• TASK DETAILS:
Report each line of the records where "String" occurs.

• THE DATA:

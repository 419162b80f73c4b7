use crate::agents::{place_centrally, Agent};
use crate::core::{Decision, GameRng, Move, Phase};
use crate::rules::{legal_turns, winning_move, EgocentricView};

use super::config::RolloutConfig;
use super::simulate::score_turn;

/// Agent that scores every legal turn by rollouts and plays the best mean.
///
/// Ties go to the turn enumerated first.
#[derive(Clone, Debug)]
pub struct MonteCarloPlayer {
    config: RolloutConfig,
    rng: GameRng,
}

impl MonteCarloPlayer {
    #[must_use]
    pub fn new(config: RolloutConfig) -> Self {
        let rng = GameRng::new(config.seed);
        Self { config, rng }
    }

    #[must_use]
    pub fn config(&self) -> &RolloutConfig {
        &self.config
    }

    fn best_turn(&mut self, view: &EgocentricView) -> Option<Move> {
        if let Some(win) = winning_move(view) {
            return Some(win);
        }

        let mut best: Option<(Move, f64)> = None;
        for mv in legal_turns(view) {
            let score = score_turn(view, mv, &self.config, &mut self.rng);
            log::trace!("candidate {mv} scores {score:.3}");
            if best.map_or(true, |(_, b)| score > b) {
                best = Some((mv, score));
            }
        }

        if let Some((mv, score)) = best {
            log::debug!("monte-carlo picks {mv} ({score:.3})");
        }
        best.map(|(mv, _)| mv)
    }
}

impl Agent for MonteCarloPlayer {
    fn name(&self) -> &str {
        "monte-carlo"
    }

    fn decide(&mut self, view: &EgocentricView, phase: Phase) -> Decision {
        match phase {
            Phase::Setup => place_centrally(view, &mut self.rng),
            Phase::Play => self
                .best_turn(view)
                .map_or(Decision::NoLegalMove, Decision::Play),
        }
    }
}
//! Negamax configuration parameters.

use std::time::Duration;

use serde::{Deserialize, Serialize};

/// Negamax configuration parameters.
#[derive(Clone, Debug, PartialEq, Serialize, Deserialize)]
pub struct SearchConfig {
    /// Plies searched below each root child (default: 2).
    /// Depth 0 scores root children by static evaluation alone.
    pub depth: u32,

    /// Optional wall-clock allowance per node.
    /// `None` searches to full depth however long it takes.
    pub time_box: Option<TimeBox>,
}

impl Default for SearchConfig {
    fn default() -> Self {
        Self {
            depth: 2,
            time_box: None,
        }
    }
}

impl SearchConfig {
    /// Create a new config with custom depth.
    #[must_use]
    pub fn with_depth(mut self, depth: u32) -> Self {
        self.depth = depth;
        self
    }

    /// Create a new config with a per-node time allowance.
    #[must_use]
    pub fn with_time_box(mut self, time_box: TimeBox) -> Self {
        self.time_box = Some(time_box);
        self
    }
}

/// Per-node time allowance that grows exponentially with the depth left
/// below the node.
#[derive(Clone, Copy, Debug, PartialEq, Serialize, Deserialize)]
pub struct TimeBox {
    /// Allowance of a node at depth 0.
    pub unit: Duration,

    /// Multiplier per remaining ply. Roughly the effective branching factor.
    pub growth: f64,
}

impl Default for TimeBox {
    fn default() -> Self {
        Self {
            unit: Duration::from_micros(50),
            growth: 8.0,
        }
    }
}

impl TimeBox {
    #[must_use]
    pub fn new(unit: Duration, growth: f64) -> Self {
        Self { unit, growth }
    }

    /// `unit * growth^depth`, saturating.
    #[must_use]
    pub fn allowance(&self, depth: u32) -> Duration {
        let exponent = i32::try_from(depth).unwrap_or(i32::MAX);
        let secs = self.unit.as_secs_f64() * self.growth.powi(exponent);
        Duration::try_from_secs_f64(secs).unwrap_or(Duration::MAX)
    }
}
//! Negamax with fail-soft alpha-beta pruning.
//!
//! Scores are always relative to the side to move. Children are visited in
//! descending destination height so climbing lines are searched first and
//! cut off the rest early. A step onto a winning cell ends the line without
//! a build.

use std::time::Instant;

use serde::{Deserialize, Serialize};

use crate::core::Move;
use crate::rules::{winning_move, EgocentricView};

use super::config::SearchConfig;
use super::eval::{Evaluator, HeightCentrality, INFINITY, WIN_SCORE};
use super::node::SearchNode;
use super::stats::SearchStats;

/// Outcome of a root search.
#[derive(Clone, Debug, PartialEq, Eq, Serialize, Deserialize)]
pub struct SearchResult {
    /// Best turn found, `None` when the side to move has no legal turn.
    pub best: Option<Move>,

    /// Score of `best` for the side to move.
    pub score: i32,

    /// Statistics for this search.
    pub stats: SearchStats,
}

/// Negamax searcher over egocentric views.
///
/// ```
/// use rust_santorini::rules::EgocentricView;
/// use rust_santorini::search::{Negamax, SearchConfig, WIN_SCORE};
///
/// let view = EgocentricView::from_rows(
///     ["00000", "00000", "00000", "02024", "02304"],
///     ["B    ", "     ", "     ", "   O ", " A O "],
/// ).unwrap();
///
/// let mut search = Negamax::new(SearchConfig::default());
/// let result = search.search(&view);
/// assert_eq!(result.score, WIN_SCORE);
/// ```
#[derive(Clone, Debug)]
pub struct Negamax<E = HeightCentrality> {
    config: SearchConfig,
    evaluator: E,
    stats: SearchStats,
}

impl Negamax<HeightCentrality> {
    /// Create a searcher with the default static evaluation.
    #[must_use]
    pub fn new(config: SearchConfig) -> Self {
        Self::with_evaluator(config, HeightCentrality)
    }
}

impl<E: Evaluator> Negamax<E> {
    /// Create a searcher with a custom evaluation at the horizon.
    #[must_use]
    pub fn with_evaluator(config: SearchConfig, evaluator: E) -> Self {
        Self {
            config,
            evaluator,
            stats: SearchStats::new(),
        }
    }

    /// Pick the best turn for the side to move in `view`.
    ///
    /// An immediate win is taken without searching. Otherwise every legal
    /// turn is scored by a full-depth search of the position it leaves and
    /// the first strictly best one is returned.
    pub fn search(&mut self, view: &EgocentricView) -> SearchResult {
        let start = Instant::now();
        self.stats.reset();

        let (best, score) = match winning_move(view) {
            Some(win) => (Some(win), WIN_SCORE),
            None => self.search_root(&mut SearchNode::new(view.clone()), start),
        };

        self.stats.time_us = start.elapsed().as_micros() as u64;
        log::debug!(
            "negamax depth {}: best {:?} score {} ({} nodes, {} cutoffs, {} us)",
            self.config.depth,
            best,
            score,
            self.stats.nodes,
            self.stats.cutoffs,
            self.stats.time_us
        );

        SearchResult {
            best,
            score,
            stats: self.stats.clone(),
        }
    }

    fn search_root(&mut self, node: &mut SearchNode, start: Instant) -> (Option<Move>, i32) {
        let depth = self.config.depth;
        let allowance = self.config.time_box.map(|tb| tb.allowance(depth + 1));

        let mut best = None;
        let mut best_score = -INFINITY;

        'steps: for step in node.ordered_steps() {
            for build in step.builds(node.view()) {
                let undo = node.apply(&step, build);
                let score = -self.negamax(node, depth, -INFINITY, -best_score);
                node.undo(undo);

                log::trace!("root {} scores {}", step.with_build(build), score);
                if score > best_score {
                    best_score = score;
                    best = Some(step.with_build(build));
                }
                if best_score >= WIN_SCORE {
                    break 'steps;
                }
                if allowance.is_some_and(|limit| start.elapsed() > limit) {
                    self.stats.time_cutoffs += 1;
                    break 'steps;
                }
            }
        }

        match best {
            Some(mv) => (Some(mv), best_score),
            None => (None, -WIN_SCORE),
        }
    }

    /// Score `node` for its side to move, searching `depth` plies.
    ///
    /// Fail-soft: a result `<= alpha` is an upper bound, `>= beta` a lower
    /// bound, anything between is exact. `node` is restored before return.
    pub fn negamax(&mut self, node: &mut SearchNode, depth: u32, mut alpha: i32, beta: i32) -> i32 {
        self.stats.nodes += 1;

        if node.is_lost() {
            return -WIN_SCORE;
        }
        if depth == 0 {
            self.stats.evaluations += 1;
            return self.evaluator.evaluate(node.view());
        }

        let deadline = self
            .config
            .time_box
            .map(|tb| (Instant::now(), tb.allowance(depth)));
        let mut best: Option<i32> = None;

        'steps: for step in node.ordered_steps() {
            if step.wins(node.view()) {
                return WIN_SCORE;
            }
            for build in step.builds(node.view()) {
                let undo = node.apply(&step, build);
                let score = -self.negamax(node, depth - 1, -beta, -alpha);
                node.undo(undo);

                let value = best.map_or(score, |b| b.max(score));
                best = Some(value);
                alpha = alpha.max(value);
                if alpha >= beta {
                    self.stats.cutoffs += 1;
                    break 'steps;
                }
                if deadline.is_some_and(|(started, limit)| started.elapsed() > limit) {
                    self.stats.time_cutoffs += 1;
                    break 'steps;
                }
            }
        }

        // No legal turn loses.
        best.unwrap_or(-WIN_SCORE)
    }

    /// Statistics from the last `search`.
    #[must_use]
    pub fn stats(&self) -> &SearchStats {
        &self.stats
    }

    #[must_use]
    pub fn config(&self) -> &SearchConfig {
        &self.config
    }

    pub fn evaluator_mut(&mut self) -> &mut E {
        &mut self.evaluator
    }
}
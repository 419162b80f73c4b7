//! Error types for rule violations and malformed boards.
//!
//! - `IllegalMove`: a move or build breaks a game rule. The referee turns it
//!   into a forfeit for the mover.
//! - `RulesError`: everything a full turn can fail with, including a piece
//!   that is not on the board (a broken agent contract, not a rule outcome).
//! - `BoardError`: a board that fails its invariants or cannot be parsed.

use serde::{Deserialize, Serialize};
use thiserror::Error;

use super::board::Height;
use super::geometry::{Coord, Direction};
use super::player::{PieceId, PlayerId};

/// A move or build that breaks the rules.
#[derive(Clone, Copy, Debug, PartialEq, Eq, Error, Serialize, Deserialize)]
pub enum IllegalMove {
    #[error("stepping {dir} from {from} leaves the board")]
    OffBoard { from: Coord, dir: Direction },

    #[error("{0} is not a unit direction")]
    NotADirection(Direction),

    #[error("{0} is occupied")]
    Occupied(Coord),

    #[error("{0} is capped")]
    Capped(Coord),

    #[error("cannot climb from height {from} to height {to}")]
    TooHigh { from: Height, to: Height },
}

/// Failure of a full turn (find piece, move, build).
#[derive(Clone, Debug, PartialEq, Eq, Error)]
pub enum RulesError {
    #[error("illegal move: {0}")]
    Illegal(#[from] IllegalMove),

    #[error("piece {0} not found on board")]
    PieceNotFound(String),

    #[error("no legal move available")]
    NoLegalMove,
}

/// A board that breaks its invariants or a malformed board description.
#[derive(Clone, Debug, PartialEq, Eq, Error)]
pub enum BoardError {
    #[error("height {height} at {at} exceeds the dome level")]
    HeightOutOfRange { at: Coord, height: Height },

    #[error("{player} has {count} pieces on the board")]
    PieceCount { player: PlayerId, count: usize },

    #[error("piece {0} appears more than once")]
    DuplicatePiece(PieceId),

    #[error("{0} is off the board")]
    OffBoard(Coord),

    #[error("{0} is already occupied")]
    Occupied(Coord),

    #[error("row {row}: {reason}")]
    Parse { row: usize, reason: String },
}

• RESPONSE:
    PieceNotFound(String),
    Parse { row: usize, reason: String },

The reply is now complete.